DIRECTIONS: Every entry below needs to be copied exactly.

EXTRACTED ENTRIES:
▽

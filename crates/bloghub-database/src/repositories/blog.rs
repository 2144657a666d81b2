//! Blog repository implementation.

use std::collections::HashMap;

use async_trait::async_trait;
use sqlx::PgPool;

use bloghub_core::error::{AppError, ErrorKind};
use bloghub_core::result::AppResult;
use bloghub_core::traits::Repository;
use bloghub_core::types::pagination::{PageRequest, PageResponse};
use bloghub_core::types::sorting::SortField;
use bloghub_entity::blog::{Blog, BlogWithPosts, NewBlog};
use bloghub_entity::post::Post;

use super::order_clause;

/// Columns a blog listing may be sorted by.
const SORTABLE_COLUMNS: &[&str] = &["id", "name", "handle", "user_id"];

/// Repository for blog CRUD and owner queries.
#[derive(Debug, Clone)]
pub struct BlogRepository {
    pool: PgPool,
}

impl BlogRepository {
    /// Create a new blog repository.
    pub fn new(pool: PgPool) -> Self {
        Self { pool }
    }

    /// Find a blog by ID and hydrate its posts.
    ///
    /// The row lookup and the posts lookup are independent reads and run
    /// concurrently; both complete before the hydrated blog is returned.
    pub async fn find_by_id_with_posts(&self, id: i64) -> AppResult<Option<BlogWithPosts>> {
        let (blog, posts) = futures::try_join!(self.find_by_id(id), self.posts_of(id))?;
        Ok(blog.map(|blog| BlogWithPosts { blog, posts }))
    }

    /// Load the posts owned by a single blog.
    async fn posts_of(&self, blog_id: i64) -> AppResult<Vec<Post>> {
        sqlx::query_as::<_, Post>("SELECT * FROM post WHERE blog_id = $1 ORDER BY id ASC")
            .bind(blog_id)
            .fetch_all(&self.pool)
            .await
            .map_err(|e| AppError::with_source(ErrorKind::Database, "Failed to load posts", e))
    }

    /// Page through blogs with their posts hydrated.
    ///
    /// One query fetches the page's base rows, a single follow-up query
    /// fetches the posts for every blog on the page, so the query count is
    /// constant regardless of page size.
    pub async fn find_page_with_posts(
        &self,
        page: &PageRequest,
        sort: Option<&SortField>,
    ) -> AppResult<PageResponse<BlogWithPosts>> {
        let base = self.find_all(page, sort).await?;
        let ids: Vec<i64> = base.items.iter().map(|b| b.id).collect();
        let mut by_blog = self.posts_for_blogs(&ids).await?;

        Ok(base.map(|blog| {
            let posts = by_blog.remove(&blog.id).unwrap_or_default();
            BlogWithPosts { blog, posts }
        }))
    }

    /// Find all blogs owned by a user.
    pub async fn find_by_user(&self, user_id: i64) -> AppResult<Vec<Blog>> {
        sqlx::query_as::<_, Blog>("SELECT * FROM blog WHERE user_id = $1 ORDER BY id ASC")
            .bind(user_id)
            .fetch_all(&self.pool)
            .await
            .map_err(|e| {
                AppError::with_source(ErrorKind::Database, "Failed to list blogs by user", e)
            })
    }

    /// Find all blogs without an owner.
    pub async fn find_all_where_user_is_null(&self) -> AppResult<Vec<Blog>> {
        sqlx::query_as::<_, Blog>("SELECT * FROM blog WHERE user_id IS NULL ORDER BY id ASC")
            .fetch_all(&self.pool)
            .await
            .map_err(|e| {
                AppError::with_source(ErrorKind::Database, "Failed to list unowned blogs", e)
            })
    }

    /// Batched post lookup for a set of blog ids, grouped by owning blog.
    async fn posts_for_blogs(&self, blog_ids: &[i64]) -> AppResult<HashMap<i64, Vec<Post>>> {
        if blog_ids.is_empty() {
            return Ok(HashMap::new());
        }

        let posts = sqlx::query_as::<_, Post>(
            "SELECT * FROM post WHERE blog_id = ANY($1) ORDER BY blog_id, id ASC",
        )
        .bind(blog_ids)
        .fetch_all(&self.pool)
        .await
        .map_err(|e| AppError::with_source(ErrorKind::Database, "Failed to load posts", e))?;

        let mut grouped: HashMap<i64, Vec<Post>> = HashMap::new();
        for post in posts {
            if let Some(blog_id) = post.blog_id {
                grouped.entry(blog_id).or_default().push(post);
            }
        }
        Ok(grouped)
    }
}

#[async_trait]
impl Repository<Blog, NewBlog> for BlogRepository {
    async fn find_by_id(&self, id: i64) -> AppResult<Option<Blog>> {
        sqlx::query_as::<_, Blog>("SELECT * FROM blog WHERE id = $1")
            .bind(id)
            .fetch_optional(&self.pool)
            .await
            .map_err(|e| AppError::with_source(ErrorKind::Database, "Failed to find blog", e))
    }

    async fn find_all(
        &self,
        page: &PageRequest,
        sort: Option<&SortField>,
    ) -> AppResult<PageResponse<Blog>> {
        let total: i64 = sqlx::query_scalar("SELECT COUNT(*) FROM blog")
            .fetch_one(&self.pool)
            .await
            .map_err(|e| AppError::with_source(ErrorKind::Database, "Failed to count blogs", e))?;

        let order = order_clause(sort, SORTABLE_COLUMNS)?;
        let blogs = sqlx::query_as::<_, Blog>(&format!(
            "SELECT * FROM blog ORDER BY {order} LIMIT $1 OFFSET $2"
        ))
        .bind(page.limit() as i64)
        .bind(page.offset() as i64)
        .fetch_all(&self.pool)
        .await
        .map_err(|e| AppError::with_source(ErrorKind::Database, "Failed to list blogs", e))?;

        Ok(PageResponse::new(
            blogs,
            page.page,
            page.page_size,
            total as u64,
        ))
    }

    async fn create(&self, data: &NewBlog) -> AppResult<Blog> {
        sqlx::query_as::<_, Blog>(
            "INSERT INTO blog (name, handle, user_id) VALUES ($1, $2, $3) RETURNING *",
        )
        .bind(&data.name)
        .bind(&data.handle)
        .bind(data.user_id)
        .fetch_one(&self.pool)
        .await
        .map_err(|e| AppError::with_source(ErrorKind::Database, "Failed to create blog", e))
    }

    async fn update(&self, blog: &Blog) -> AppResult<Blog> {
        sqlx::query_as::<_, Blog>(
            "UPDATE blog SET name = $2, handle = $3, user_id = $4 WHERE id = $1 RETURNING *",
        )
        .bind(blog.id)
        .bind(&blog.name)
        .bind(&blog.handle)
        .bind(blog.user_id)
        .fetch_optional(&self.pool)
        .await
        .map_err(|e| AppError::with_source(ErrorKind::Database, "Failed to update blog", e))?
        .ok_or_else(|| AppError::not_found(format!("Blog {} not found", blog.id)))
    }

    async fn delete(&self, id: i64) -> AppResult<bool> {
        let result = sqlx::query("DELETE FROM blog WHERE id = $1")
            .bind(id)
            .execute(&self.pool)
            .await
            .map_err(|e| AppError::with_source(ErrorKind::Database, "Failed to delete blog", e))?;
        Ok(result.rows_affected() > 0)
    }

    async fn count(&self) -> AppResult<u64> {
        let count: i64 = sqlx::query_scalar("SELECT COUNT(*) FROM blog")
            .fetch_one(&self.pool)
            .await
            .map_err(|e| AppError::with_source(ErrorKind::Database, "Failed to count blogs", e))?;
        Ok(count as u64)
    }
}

△

OUTPUT:
filename crates/bloghub-database/src/repositories/blog.rs
repository 2144657a666d81b2
//! Blog repository implementation.

use std::collections::HashMap;

use async_trait::async_trait;
use sqlx::PgPool;

use bloghub_core::error::{AppError, ErrorKind};
use bloghub_core::result::AppResult;
use bloghub_core::traits::Repository;
use bloghub_core::types::pagination::{PageRequest, PageResponse};
use bloghub_core::types::sorting::SortField;
use bloghub_entity::blog::{Blog, BlogWithPosts, NewBlog};
use bloghub_entity::post::Post;

use super::order_clause;

/// Columns a blog listing may be sorted by.
const SORTABLE_COLUMNS: &[&str] = &["id", "name", "handle", "user_id"];

/// Repository for blog CRUD and owner queries.
#[derive(Debug, Clone)]
pub struct BlogRepository {
    pool: PgPool,
}

impl BlogRepository {
    /// Create a new blog repository.
    pub fn new(pool: PgPool) -> Self {
        Self { pool }
    }

    /// Find a blog by ID and hydrate its posts.
    ///
    /// The row lookup and the posts lookup are independent reads and run
    /// concurrently; both complete before the hydrated blog is returned.
    pub async fn find_by_id_with_posts(&self, id: i64) -> AppResult<Option<BlogWithPosts>> {
        let (blog, posts) = futures::try_join!(self.find_by_id(id), self.posts_of(id))?;
        Ok(blog.map(|blog| BlogWithPosts { blog, posts }))
    }

    /// Load the posts owned by a single blog.
    async fn posts_of(&self, blog_id: i64) -> AppResult<Vec<Post>> {
        sqlx::query_as::<_, Post>("SELECT * FROM post WHERE blog_id = $1 ORDER BY id ASC")
            .bind(blog_id)
            .fetch_all(&self.pool)
            .await
            .map_err(|e| AppError::with_source(ErrorKind::Database, "Failed to load posts", e))
    }

    /// Page through blogs with their posts hydrated.
    ///
    /// One query fetches the page's base rows, a single follow-up query
    /// fetches the posts for every blog on the page, so the query count is
    /// constant regardless of page size.
    pub async fn find_page_with_posts(
        &self,
        page: &PageRequest,
        sort: Option<&SortField>,
    ) -> AppResult<PageResponse<BlogWithPosts>> {
        let base = self.find_all(page, sort).await?;
        let ids: Vec<i64> = base.items.iter().map(|b| b.id).collect();
        let mut by_blog = self.posts_for_blogs(&ids).await?;

        Ok(base.map(|blog| {
            let posts = by_blog.remove(&blog.id).unwrap_or_default();
            BlogWithPosts { blog, posts }
        }))
    }

    /// Find all blogs owned by a user.
    pub async fn find_by_user(&self, user_id: i64) -> AppResult<Vec<Blog>> {
        sqlx::query_as::<_, Blog>("SELECT * FROM blog WHERE user_id = $1 ORDER BY id ASC")
            .bind(user_id)
            .fetch_all(&self.pool)
            .await
            .map_err(|e| {
                AppError::with_source(ErrorKind::Database, "Failed to list blogs by user", e)
            })
    }

    /// Find all blogs without an owner.
    pub async fn find_all_where_user_is_null(&self) -> AppResult<Vec<Blog>> {
        sqlx::query_as::<_, Blog>("SELECT * FROM blog WHERE user_id IS NULL ORDER BY id ASC")
            .fetch_all(&self.pool)
            .await
            .map_err(|e| {
                AppError::with_source(ErrorKind::Database, "Failed to list unowned blogs", e)
            })
    }

    /// Batched post lookup for a set of blog ids, grouped by owning blog.
    async fn posts_for_blogs(&self, blog_ids: &[i64]) -> AppResult<HashMap<i64, Vec<Post>>> {
        if blog_ids.is_empty() {
            return Ok(HashMap::new());
        }

        let posts = sqlx::query_as::<_, Post>(
            "SELECT * FROM post WHERE blog_id = ANY($1) ORDER BY blog_id, id ASC",
        )
        .bind(blog_ids)
        .fetch_all(&self.pool)
        .await
        .map_err(|e| AppError::with_source(ErrorKind::Database, "Failed to load posts", e))?;

        let mut grouped: HashMap<i64, Vec<Post>> = HashMap::new();
        for post in posts {
            if let Some(blog_id) = post.blog_id {
                grouped.entry(blog_id).or_default().push(post);
            }
        }
        Ok(grouped)
    }
}

#[async_trait]
impl Repository<Blog, NewBlog> for BlogRepository {
    async fn find_by_id(&self, id: i64) -> AppResult<Option<Blog>> {
        sqlx::query_as::<_, Blog>("SELECT * FROM blog WHERE id = $1")
            .bind(id)
            .fetch_optional(&self.pool)
            .await
            .map_err(|e| AppError::with_source(ErrorKind::Database, "Failed to find blog", e))
    }

    async fn find_all(
        &self,
        page: &PageRequest,
        sort: Option<&SortField>,
    ) -> AppResult<PageResponse<Blog>> {
        let total: i64 = sqlx::query_scalar("SELECT COUNT(*) FROM blog")
            .fetch_one(&self.pool)
            .await
            .map_err(|e| AppError::with_source(ErrorKind::Database, "Failed to count blogs", e))?;

        let order = order_clause(sort, SORTABLE_COLUMNS)?;
        let blogs = sqlx::query_as::<_, Blog>(&format!(
            "SELECT * FROM blog ORDER BY {order} LIMIT $1 OFFSET $2"
        ))
        .bind(page.limit() as i64)
        .bind(page.offset() as i64)
        .fetch_all(&self.pool)
        .await
        .map_err(|e| AppError::with_source(ErrorKind::Database, "Failed to list blogs", e))?;

        Ok(PageResponse::new(
            blogs,
            page.page,
            page.page_size,
            total as u64,
        ))
    }

    async fn create(&self, data: &NewBlog) -> AppResult<Blog> {
        sqlx::query_as::<_, Blog>(
            "INSERT INTO blog (name, handle, user_id) VALUES ($1, $2, $3) RETURNING *",
        )
        .bind(&data.name)
        .bind(&data.handle)
        .bind(data.user_id)
        .fetch_one(&self.pool)
        .await
        .map_err(|e| AppError::with_source(ErrorKind::Database, "Failed to create blog", e))
    }

    async fn update(&self, blog: &Blog) -> AppResult<Blog> {
        sqlx::query_as::<_, Blog>(
            "UPDATE blog SET name = $2, handle = $3, user_id = $4 WHERE id = $1 RETURNING *",
        )
        .bind(blog.id)
        .bind(&blog.name)
        .bind(&blog.handle)
        .bind(blog.user_id)
        .fetch_optional(&self.pool)
        .await
        .map_err(|e| AppError::with_source(ErrorKind::Database, "Failed to update blog", e))?
        .ok_or_else(|| AppError::not_found(format!("Blog {} not found", blog.id)))
    }

    async fn delete(&self, id: i64) -> AppResult<bool> {
        let result = sqlx::query("DELETE FROM blog WHERE id = $1")
            .bind(id)
            .execute(&self.pool)
            .await
            .map_err(|e| AppError::with_source(ErrorKind::Database, "Failed to delete blog", e))?;
        Ok(result.rows_affected() > 0)
    }

    async fn count(&self) -> AppResult<u64> {
        let count: i64 = sqlx::query_scalar("SELECT COUNT(*) FROM blog")
            .fetch_one(&self.pool)
            .await
            .map_err(|e| AppError::with_source(ErrorKind::Database, "Failed to count blogs", e))?;
        Ok(count as u64)
    }
}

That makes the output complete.